Trondheim, July 5th 2006. A showdown
I’m lying on the sofa staring at the ceiling, and I hear Egil arriving home, so now I’ll have to get up, now I’ll have to make it look as though I’ve been doing something and when he asks why I haven’t been at work I’ll have to say that I had a headache or something. I get up off the sofa, walk across the living room and into the kitchen. I go over to the fridge, open the fridge, crouch down and take a look inside. There are leftovers from yesterday, maybe we should just heat up the leftovers for dinner.
“Hi,” I hear Egil say. “Hi,” I say and I hear my own voice, and my voice sounds tired. “Where are you?” I hear Egil ask and I peep over the fridge door and there he is, looking down at me. “Ah, there you are,” he says, and he smiles. “Yes,” I say. “I thought I’d start making dinner,” I say. “But …” Egil says, and he looks at me in astonishment and raises his eyebrows slightly as he puts down his briefcase. His shoulders are covered in stray blond hairs. “But weren’t we going out to eat?” he says, and I remember that we were supposed to be going out to eat, and I look at him and smile. “Oh yes, that’s right,
so we were,” is all I say and I stand up, give the fridge door a little nudge and it closes with a soft thud, then I stand there looking at Egil and Egil stands there looking at me, then he gives a little shake of his head.

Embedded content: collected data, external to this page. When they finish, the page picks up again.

// File: crates/chart-render/src/figure.rs
// Summary: Figure rendering context and headless PNG pipeline on a Skia CPU raster surface.

use anyhow::Result;
use skia_safe as skia;

use crate::axis::Axis;
use crate::grid::{fmt_tick, linspace};
use crate::series::{LineSeries, Marker};
use crate::text::TextShaper;
use crate::theme::Theme;
use crate::types::{Insets, HEIGHT, WIDTH};

const X_TICKS: usize = 6;
const Y_TICKS: usize = 6;

pub struct FigureOptions {
    pub width: i32,
    pub height: i32,
    pub insets: Insets,
    pub theme: Theme,
    /// Title, axis labels and tick labels. Disable for pixel-deterministic
    /// output across platforms with different fonts.
    pub draw_text: bool,
}

impl Default for FigureOptions {
    fn default() -> Self {
        Self {
            width: WIDTH,
            height: HEIGHT,
            insets: Insets::default(),
            theme: Theme::light(),
            draw_text: true,
        }
    }
}

impl FigureOptions {
    /// Options for a figure sized in inches at `dpi`, the way plotting
    /// toolkits size figures.
    pub fn with_size_inches(w_in: f64, h_in: f64, dpi: f64) -> Self {
        Self {
            width: (w_in * dpi).round() as i32,
            height: (h_in * dpi).round() as i32,
            ..Self::default()
        }
    }
}

/// An explicitly created rendering context owning one raster surface.
///
/// Replaces any notion of an implicit global "current figure": callers
/// construct a `Figure`, draw into it, and drop it to release the surface.
/// Rendering is fully headless; no display is required.
pub struct Figure {
    surface: skia::Surface,
    opts: FigureOptions,
    title: Option<String>,
    grid_on: bool,
    series: Vec<LineSeries>,
    pub x_axis: Axis,
    pub y_axis: Axis,
}

impl Figure {
    pub fn new(opts: FigureOptions) -> Result<Self> {
        let surface = skia::surfaces::raster_n32_premul((opts.width, opts.height))
            .ok_or_else(|| anyhow::anyhow!("failed to create raster surface"))?;
        Ok(Self {
            surface,
            opts,
            title: None,
            grid_on: false,
            series: Vec::new(),
            x_axis: Axis::default_x(),
            y_axis: Axis::default_y(),
        })
    }

    pub fn set_title(&mut self, title: impl Into<String>) {
        self.title = Some(title.into());
    }

    pub fn grid(&mut self, on: bool) {
        self.grid_on = on;
    }

    pub fn add_series(&mut self, series: LineSeries) {
        self.series.push(series);
    }

    /// Fit both axes to the union of all series points, padded by
    /// `margin_frac` of the span on each side. Axis labels are kept.
    pub fn autoscale_axes(&mut self, margin_frac: f64) {
        let mut x_min = f64::INFINITY;
        let mut x_max = f64::NEG_INFINITY;
        let mut y_min = f64::INFINITY;
        let mut y_max = f64::NEG_INFINITY;
        for s in &self.series {
            for &(x, y) in &s.points {
                x_min = x_min.min(x);
                x_max = x_max.max(x);
                y_min = y_min.min(y);
                y_max = y_max.max(y);
            }
        }
        if !x_min.is_finite() || !x_max.is_finite() || !y_min.is_finite() || !y_max.is_finite() {
            return;
        }
        if (x_max - x_min).abs() < 1e-9 { x_max = x_min + 1.0; }
        if (y_max - y_min).abs() < 1e-9 { y_max = y_min + 1.0; }
        let mx = (x_max - x_min) * margin_frac;
        let my = (y_max - y_min) * margin_frac;
        self.x_axis.min = x_min - mx;
        self.x_axis.max = x_max + mx;
        self.y_axis.min = y_min - my;
        self.y_axis.max = y_max + my;
    }

    fn draw(&mut self) {
        let theme = self.opts.theme;
        let l = self.opts.insets.left as i32;
        let r = self.opts.width - self.opts.insets.right as i32;
        let t = self.opts.insets.top as i32;
        let b = self.opts.height - self.opts.insets.bottom as i32;

        let canvas = self.surface.canvas();
        canvas.clear(theme.background);

        if self.grid_on {
            draw_grid(canvas, l, t, r, b, &self.x_axis, &self.y_axis, &theme);
        }
        draw_frame(canvas, l, t, r, b, &theme);

        for s in &self.series {
            draw_line_series(canvas, l, t, r, b, &self.x_axis, &self.y_axis, s, &theme);
        }

        if self.opts.draw_text {
            let shaper = TextShaper::new();
            draw_tick_labels(canvas, &shaper, l, t, r, b, &self.x_axis, &self.y_axis, &theme);
            draw_axis_labels(canvas, &shaper, l, t, r, b, &self.x_axis, &self.y_axis, &theme);
            if let Some(title) = &self.title {
                shaper.draw_centered(
                    canvas,
                    title,
                    (l + r) as f32 * 0.5,
                    t as f32 - 12.0,
                    15.0,
                    theme.axis_label,
                );
            }
        }
    }

    /// Render and encode the figure as PNG bytes.
    pub fn to_png_bytes(&mut self) -> Result<Vec<u8>> {
        self.draw();
        let image = self.surface.image_snapshot();
        #[allow(deprecated)]
        let data = image
            .encode_to_data(skia::EncodedImageFormat::PNG)
            .ok_or_else(|| anyhow::anyhow!("encode PNG failed"))?;
        Ok(data.as_bytes().to_vec())
    }

    /// Render and write the figure as a PNG at `path`, overwriting any
    /// previous file. The parent directory must already exist and be
    /// writable; missing directories are not created here.
    pub fn save_png(&mut self, path: impl AsRef<std::path::Path>) -> Result<()> {
        let bytes = self.to_png_bytes()?;
        std::fs::write(path, bytes)?;
        Ok(())
    }

    /// Render into an RGBA8 buffer; returns (pixels, width, height, stride).
    pub fn to_rgba8(&mut self) -> Result<(Vec<u8>, i32, i32, usize)> {
        self.draw();
        let w = self.opts.width;
        let h = self.opts.height;
        let stride = w as usize * 4;
        let info = skia::ImageInfo::new(
            (w, h),
            skia::ColorType::RGBA8888,
            skia::AlphaType::Unpremul,
            None,
        );
        let mut pixels = vec![0u8; stride * h as usize];
        if !self.surface.read_pixels(&info, &mut pixels, stride, (0, 0)) {
            anyhow::bail!("read_pixels failed");
        }
        Ok((pixels, w, h, stride))
    }
}

// ---- helpers ----------------------------------------------------------------

fn scale_x(l: i32, r: i32, axis: &Axis, x: f64) -> f32 {
    l as f32 + ((x - axis.min) / axis.span()) as f32 * (r - l) as f32
}

fn scale_y(t: i32, b: i32, axis: &Axis, y: f64) -> f32 {
    b as f32 - ((y - axis.min) / axis.span()) as f32 * (b - t) as f32
}

fn draw_grid(
    canvas: &skia::Canvas,
    l: i32,
    t: i32,
    r: i32,
    b: i32,
    x_axis: &Axis,
    y_axis: &Axis,
    theme: &Theme,
) {
    let mut paint = skia::Paint::default();
    paint.set_color(theme.grid);
    paint.set_anti_alias(true);
    paint.set_stroke_width(1.0);

    // grid lines sit on tick positions
    for x in linspace(x_axis.min, x_axis.max, X_TICKS) {
        let px = scale_x(l, r, x_axis, x);
        canvas.draw_line((px, t as f32), (px, b as f32), &paint);
    }
    for y in linspace(y_axis.min, y_axis.max, Y_TICKS) {
        let py = scale_y(t, b, y_axis, y);
        canvas.draw_line((l as f32, py), (r as f32, py), &paint);
    }
}

fn draw_frame(canvas: &skia::Canvas, l: i32, t: i32, r: i32, b: i32, theme: &Theme) {
    let mut paint = skia::Paint::default();
    paint.set_color(theme.axis_line);
    paint.set_anti_alias(true);
    paint.set_style(skia::paint::Style::Stroke);
    paint.set_stroke_width(1.5);

    let rect = skia::Rect::from_ltrb(l as f32, t as f32, r as f32, b as f32);
    canvas.draw_rect(rect, &paint);
}

fn draw_line_series(
    canvas: &skia::Canvas,
    l: i32,
    t: i32,
    r: i32,
    b: i32,
    x_axis: &Axis,
    y_axis: &Axis,
    series: &LineSeries,
    theme: &Theme,
) {
    let data = &series.points;
    if data.is_empty() {
        return;
    }

    if data.len() >= 2 {
        let mut path = skia::Path::new();
        let (x0, y0) = data[0];
        path.move_to((scale_x(l, r, x_axis, x0), scale_y(t, b, y_axis, y0)));
        for &(x, y) in data.iter().skip(1) {
            path.line_to((scale_x(l, r, x_axis, x), scale_y(t, b, y_axis, y)));
        }

        let mut stroke = skia::Paint::default();
        stroke.set_anti_alias(true);
        stroke.set_style(skia::paint::Style::Stroke);
        stroke.set_stroke_width(2.0);
        stroke.set_color(theme.line_stroke);
        canvas.draw_path(&path, &stroke);
    }

    if series.marker == Marker::Circle {
        let mut fill = skia::Paint::default();
        fill.set_anti_alias(true);
        fill.set_style(skia::paint::Style::Fill);
        fill.set_color(theme.marker_fill);
        for &(x, y) in data {
            let px = scale_x(l, r, x_axis, x);
            let py = scale_y(t, b, y_axis, y);
            canvas.draw_circle((px, py), series.marker_radius, &fill);
        }
    }
}

fn draw_tick_labels(
    canvas: &skia::Canvas,
    shaper: &TextShaper,
    l: i32,
    t: i32,
    r: i32,
    b: i32,
    x_axis: &Axis,
    y_axis: &Axis,
    theme: &Theme,
) {
    let size = 10.0;
    for x in linspace(x_axis.min, x_axis.max, X_TICKS) {
        let px = scale_x(l, r, x_axis, x);
        shaper.draw_centered(canvas, &fmt_tick(x), px, b as f32 + 16.0, size, theme.tick);
    }
    for y in linspace(y_axis.min, y_axis.max, Y_TICKS) {
        let py = scale_y(t, b, y_axis, y);
        let label = fmt_tick(y);
        let w = shaper.measure_width(&label, size);
        shaper.draw_left(canvas, &label, l as f32 - w - 6.0, py + 4.0, size, theme.tick);
    }
}

fn draw_axis_labels(
    canvas: &skia::Canvas,
    shaper: &TextShaper,
    l: i32,
    t: i32,
    r: i32,
    b: i32,
    x_axis: &Axis,
    y_axis: &Axis,
    theme: &Theme,
) {
    let size = 12.0;
    shaper.draw_centered(
        canvas,
        &x_axis.label,
        (l + r) as f32 * 0.5,
        b as f32 + 38.0,
        size,
        theme.axis_label,
    );

    // y label reads bottom-to-top along the left edge
    let pivot = skia::Point::new(16.0, (t + b) as f32 * 0.5);
    canvas.save();
    canvas.rotate(-90.0, Some(pivot));
    shaper.draw_centered(canvas, &y_axis.label, pivot.x, pivot.y, size, theme.axis_label);
    canvas.restore();
}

“You’ve been saying for ages that you’d like to go out and eat,” Egil says. “Yes, I know,” I say. “Christ,” he says, and he looks at me and raises his eyebrows, and a moment passes and I look at him and sigh. “There’s no need to make a big deal of it?” I say. “I’m not making a big deal of it,” he says. “I just wonder what’s got into you lately,” he says, and he looks at me and raises both eyebrows again and gives his head a little shake. “You’re not yourself,” he says. “Is it because of your mother?” he asks. “If there’s anything the matter with me it’s certainly not because of her,” I say. “Well, if it’s got anything to do with us having to cancel the trip to Brazil, you don’t have to worry,” he says. “I can take the last week in September off instead,” he says and he looks at me and I look at him, and a moment passes and then something seems to break loose inside me, something heavy, and it feels like a landslide sweeping through me.
“Well,” I cry, “you’ve got a bloody nerve!” I say and I can hear the fury in my voice and I’ve no idea where it comes from, this furious voice, and I jerk my head at him and he draws his head back slightly and gazes at me in astonishment. “Huh?” he says. “You’re so unbelievably condescending to me,” I say and I hear what I’m saying and I don’t know where it comes from, what I’m saying, it’s as if someone else is talking through me, and the person who’s talking through me is absolutely furious and I realize that I’m becoming absolutely furious as well, and Egil stands there looking baffled. “What on earth do you mean by that?” he says.